Seulement, les tests de diagnostic, en particulier ceux qui sont nouveaux, peuvent donner de faux résultats, explique Michael J. Ryan, directeur exécutif du Programme de gestion des urgences sanitaires à l’OMS. Il dit que la suspicion clinique est importante, en particulier dans les pays où les cas apparaissent pour la première fois.
 
Et le diagnostic basé sur les symptômes peut être la seule option pour de nombreux pays manquant d'équipements et de formation nécessaires pour les tests de laboratoire.
 
Au Brésil, des chercheurs ont testé une technique de diagnostic en temps réel (utilisée pour détecter la rougeole, le virus Zika et la leishmaniose) pour rechercher la présence de COVID-19. Mais l'utilisation de cette technique dans les pays à faible revenu sera probablement limitée, car elle nécessite un équipement sophistiqué et coûteux que de nombreux systèmes ne possèdent pas.

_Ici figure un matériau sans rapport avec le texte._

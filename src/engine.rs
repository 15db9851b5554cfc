// Optimal library set engine: validates the request, fetches the directory,
// fans out per-ISBN catalog and holdings lookups, then runs the combination
// search over the resulting holding index.

use std::{collections::HashMap, sync::Arc};

use futures::future::{join, join_all};
use serde::{Deserialize, Serialize};
use thiserror::Error;
use tokio::{task::JoinError, time::Instant};

use crate::catalog::{BookCatalog, BookMetadata};
use crate::directory::LibraryDirectory;
use crate::holdings::{HoldingLibrary, LibraryHoldings};
use crate::index::HoldingIndex;
use crate::lookup::Lookup;
use crate::search::{find_optimal_sets, OptimalLibrarySet};

pub const MIN_ISBNS: usize = 1;
pub const MAX_ISBNS: usize = 3;

const ISBN_COUNT_MESSAGE: &str = "ISBN list must contain 1-3 items";
const DIRECTORY_FAILURE_MESSAGE: &str = "Failed to fetch libraries from database";

#[derive(Error, Debug, Clone, PartialEq)]
pub enum OptimalSetError {
    #[error("{0}")]
    InvalidInput(String),

    #[error("{0}")]
    UpstreamFailure(String),

    #[error("{0}")]
    Unexpected(String),
}

#[derive(Debug, Clone, Default, PartialEq, Serialize, Deserialize)]
#[serde(rename_all = "camelCase")]
pub struct OptimalLibraryResponse {
    pub optimal_sets: Vec<OptimalLibrarySet>,
}

/// Digits, hyphens and a check character `X` (either case). No checksum.
pub fn is_valid_isbn(isbn: &str) -> bool {
    !isbn.is_empty()
        && isbn
            .chars()
            .all(|c| c.is_ascii_digit() || c == '-' || c == 'X' || c == 'x')
}

/// Checks count and format, returning the distinct ISBNs in request order.
pub fn validate_isbns(isbns: &[String]) -> Result<Vec<String>, OptimalSetError> {
    if isbns.len() < MIN_ISBNS || isbns.len() > MAX_ISBNS {
        return Err(OptimalSetError::InvalidInput(ISBN_COUNT_MESSAGE.to_string()));
    }

    let invalid: Vec<&str> = isbns
        .iter()
        .map(String::as_str)
        .filter(|isbn| !is_valid_isbn(isbn))
        .collect();
    if !invalid.is_empty() {
        return Err(OptimalSetError::InvalidInput(format!(
            "Invalid ISBN format: {}",
            invalid.join(", ")
        )));
    }

    let mut distinct: Vec<String> = Vec::with_capacity(isbns.len());
    for isbn in isbns {
        if !distinct.contains(isbn) {
            distinct.push(isbn.clone());
        }
    }
    Ok(distinct)
}

pub struct OptimalLibraryEngine {
    directory: Arc<dyn LibraryDirectory>,
    catalog: Arc<dyn BookCatalog>,
    holdings: Arc<dyn LibraryHoldings>,
}

impl OptimalLibraryEngine {
    pub fn new(
        directory: Arc<dyn LibraryDirectory>,
        catalog: Arc<dyn BookCatalog>,
        holdings: Arc<dyn LibraryHoldings>,
    ) -> Self {
        Self {
            directory,
            catalog,
            holdings,
        }
    }

    pub async fn calculate_optimal_library_set(
        &self,
        isbns: &[String],
    ) -> Result<OptimalLibraryResponse, OptimalSetError> {
        let started = Instant::now();
        let requested = validate_isbns(isbns)?;

        let libraries = self.directory.get_all_libraries().await.map_err(|e| {
            tracing::error!(error = %e, "library directory unavailable");
            OptimalSetError::UpstreamFailure(DIRECTORY_FAILURE_MESSAGE.to_string())
        })?;

        let (metadata, holdings) = self.fetch_per_isbn(&requested).await;

        let mut books: HashMap<String, BookMetadata> = HashMap::with_capacity(requested.len());
        for (isbn, lookup) in requested.iter().zip(metadata) {
            let book = match lookup {
                Lookup::Found(book) => book,
                Lookup::Empty => {
                    tracing::debug!(isbn = %isbn, "no catalog match, using placeholder");
                    BookMetadata::placeholder(isbn)
                }
                Lookup::Failed(reason) => {
                    tracing::warn!(
                        isbn = %isbn,
                        %reason,
                        "catalog lookup failed, using placeholder"
                    );
                    BookMetadata::placeholder(isbn)
                }
            };
            books.insert(isbn.clone(), book);
        }

        let holders: Vec<Vec<HoldingLibrary>> = requested
            .iter()
            .zip(holdings)
            .map(|(isbn, lookup)| match lookup {
                Lookup::Found(libs) => libs,
                Lookup::Empty => Vec::new(),
                Lookup::Failed(reason) => {
                    tracing::warn!(
                        isbn = %isbn,
                        %reason,
                        "holdings lookup failed, treating as unheld"
                    );
                    Vec::new()
                }
            })
            .collect();

        let index = HoldingIndex::build(
            &libraries,
            requested
                .iter()
                .zip(&holders)
                .map(|(isbn, libs)| (isbn.as_str(), libs.as_slice())),
        );

        let optimal_sets = find_optimal_sets(&requested, &libraries, &index, &books);

        tracing::info!(
            isbns = requested.len(),
            directory_size = libraries.len(),
            holding_libraries = index.library_count(),
            optimal_sets = optimal_sets.len(),
            elapsed_ms = started.elapsed().as_millis() as u64,
            "optimal library sets calculated"
        );

        Ok(OptimalLibraryResponse { optimal_sets })
    }

    // Both lookups for every ISBN run at once; a failed or panicking branch
    // settles as Lookup::Failed without touching its siblings.
    async fn fetch_per_isbn(
        &self,
        isbns: &[String],
    ) -> (Vec<Lookup<BookMetadata>>, Vec<Lookup<Vec<HoldingLibrary>>>) {
        let metadata_tasks: Vec<_> = isbns
            .iter()
            .map(|isbn| {
                let catalog = Arc::clone(&self.catalog);
                let isbn = isbn.clone();
                tokio::spawn(async move { catalog.search_by_isbn(&isbn).await })
            })
            .collect();

        let holdings_tasks: Vec<_> = isbns
            .iter()
            .map(|isbn| {
                let holdings = Arc::clone(&self.holdings);
                let isbn = isbn.clone();
                tokio::spawn(async move { holdings.search_by_isbn(&isbn).await })
            })
            .collect();

        let (metadata, holdings) = join(join_all(metadata_tasks), join_all(holdings_tasks)).await;

        (
            metadata.into_iter().map(settle).collect(),
            holdings.into_iter().map(settle).collect(),
        )
    }
}

fn settle<T>(joined: Result<Lookup<T>, JoinError>) -> Lookup<T> {
    joined.unwrap_or_else(|e| Lookup::Failed(format!("lookup task aborted: {e}")))
}

// In-memory collaborators with call logs and injectable failures
pub mod mock_services {
    use super::*;
    use crate::catalog::{CatalogError, CatalogItem, CatalogSearchResponse};
    use crate::directory::{DirectoryError, Library};
    use async_trait::async_trait;
    use parking_lot::Mutex;
    use std::collections::HashSet;
    use std::sync::atomic::{AtomicBool, AtomicUsize, Ordering};

    #[derive(Default)]
    pub struct MockDirectory {
        libraries: Mutex<Vec<Library>>,
        failing: AtomicBool,
        calls: AtomicUsize,
    }

    impl MockDirectory {
        pub fn new(libraries: Vec<Library>) -> Self {
            Self {
                libraries: Mutex::new(libraries),
                ..Default::default()
            }
        }

        pub fn set_failing(&self, failing: bool) {
            self.failing.store(failing, Ordering::SeqCst);
        }

        pub fn call_count(&self) -> usize {
            self.calls.load(Ordering::SeqCst)
        }
    }

    #[async_trait]
    impl LibraryDirectory for MockDirectory {
        async fn get_all_libraries(&self) -> Result<Vec<Library>, DirectoryError> {
            self.calls.fetch_add(1, Ordering::SeqCst);
            if self.failing.load(Ordering::SeqCst) {
                return Err(DirectoryError::Fetch("connection refused".to_string()));
            }
            let mut libraries = self.libraries.lock().clone();
            libraries.sort_by_key(|l| l.lib_code);
            Ok(libraries)
        }
    }

    #[derive(Default)]
    pub struct MockCatalog {
        books: Mutex<HashMap<String, BookMetadata>>,
        failing: Mutex<HashSet<String>>,
        panicking: Mutex<HashSet<String>>,
        titles: Mutex<Vec<CatalogItem>>,
        isbn_calls: Mutex<Vec<String>>,
        title_calls: Mutex<Vec<(String, u32, u32)>>,
    }

    impl MockCatalog {
        pub fn add_book(&self, isbn: &str, title: &str, cover: &str) {
            self.books.lock().insert(
                isbn.to_string(),
                BookMetadata {
                    title: title.to_string(),
                    cover: cover.to_string(),
                },
            );
        }

        pub fn fail_isbn(&self, isbn: &str) {
            self.failing.lock().insert(isbn.to_string());
        }

        pub fn panic_on(&self, isbn: &str) {
            self.panicking.lock().insert(isbn.to_string());
        }

        pub fn set_title_results(&self, items: Vec<CatalogItem>) {
            *self.titles.lock() = items;
        }

        pub fn isbn_calls(&self) -> Vec<String> {
            self.isbn_calls.lock().clone()
        }

        pub fn title_calls(&self) -> Vec<(String, u32, u32)> {
            self.title_calls.lock().clone()
        }
    }

    #[async_trait]
    impl BookCatalog for MockCatalog {
        async fn search_by_isbn(&self, isbn: &str) -> Lookup<BookMetadata> {
            self.isbn_calls.lock().push(isbn.to_string());

            let panics = self.panicking.lock().contains(isbn);
            if panics {
                panic!("catalog crashed on {isbn}");
            }
            if self.failing.lock().contains(isbn) {
                return Lookup::Failed("Service temporarily unavailable".to_string());
            }
            match self.books.lock().get(isbn) {
                Some(book) => Lookup::Found(book.clone()),
                None => Lookup::Empty,
            }
        }

        async fn search_by_title(
            &self,
            title: &str,
            start: u32,
            max_results: u32,
        ) -> Result<CatalogSearchResponse, CatalogError> {
            self.title_calls
                .lock()
                .push((title.to_string(), start, max_results));

            let titles = self.titles.lock();
            let item: Vec<CatalogItem> = titles
                .iter()
                .skip(start.saturating_sub(1) as usize)
                .take(max_results as usize)
                .cloned()
                .collect();

            Ok(CatalogSearchResponse {
                total_results: titles.len() as u64,
                start_index: start as u64,
                items_per_page: item.len() as u64,
                query: title.to_string(),
                item,
                ..Default::default()
            })
        }
    }

    #[derive(Default)]
    pub struct MockHoldings {
        holdings: Mutex<HashMap<String, Vec<HoldingLibrary>>>,
        failing: Mutex<HashSet<String>>,
        calls: Mutex<Vec<String>>,
    }

    impl MockHoldings {
        /// Registers `codes` (external string form) as holders of `isbn`.
        pub fn add_holdings(&self, isbn: &str, codes: &[&str]) {
            let libs = codes
                .iter()
                .map(|code| HoldingLibrary::new(*code, format!("External {code}")))
                .collect();
            self.holdings.lock().insert(isbn.to_string(), libs);
        }

        pub fn fail_isbn(&self, isbn: &str) {
            self.failing.lock().insert(isbn.to_string());
        }

        pub fn calls(&self) -> Vec<String> {
            self.calls.lock().clone()
        }
    }

    #[async_trait]
    impl LibraryHoldings for MockHoldings {
        async fn search_by_isbn(&self, isbn: &str) -> Lookup<Vec<HoldingLibrary>> {
            self.calls.lock().push(isbn.to_string());

            if self.failing.lock().contains(isbn) {
                return Lookup::Failed("API error: 503 - Service Unavailable".to_string());
            }
            match self.holdings.lock().get(isbn) {
                Some(libs) if !libs.is_empty() => Lookup::Found(libs.clone()),
                _ => Lookup::Empty,
            }
        }
    }
}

Au Brésil, chaque machine coûte environ 45 000 dollars.
 

Renforcer les systèmes de santé

Francioli Koro, microbiologiste moléculaire et épidémiologiste à l'université de Douala au Cameroun estime que de nombreux pays africains pourront être aux prises avec une épidémie de COVID-19. « Si le coronavirus apparaît ici en Afrique et que les règles de base ne sont pas respectées, ce serait une catastrophe que nous pourrions ne pas pouvoir gérer », a-t-il déclaré à SciDev.Net.
 
Il explique que les systèmes de santé en Afrique n’ont pas la capacité d’effectuer la recherche des contacts (un facteur incontournable de la lutte contre les maladies infectieuses dans des pays comme le Royaume-Uni). « En Afrique, nous ne pouvons pas retracer pour savoir qui a emprunté le même bus, le même taxi, la même moto », dit-il.
 
Tedros Adhanom Ghebreyesus affirme que cette épidémie de coronavirus souligne pourquoi il est essentiel de renforcer les systèmes de santé dans les pays du Sud.
 
Mais Francioli Koro dit que les crises de maladies infectieuses sont souvent dues à des défaillances des politiques aux niveaux national et mondial.
 
« Le problème est de savoir comment les politiciens voient les informations qui leur sont données », dit-il. « Pour que l'OMS, par exemple, considère une situation comme critique, un certain nombre de conditions doivent être remplies. Pendant ce temps, la maladie se propage. »

Références

1 National Institute of Allergy and Infectious Diseases.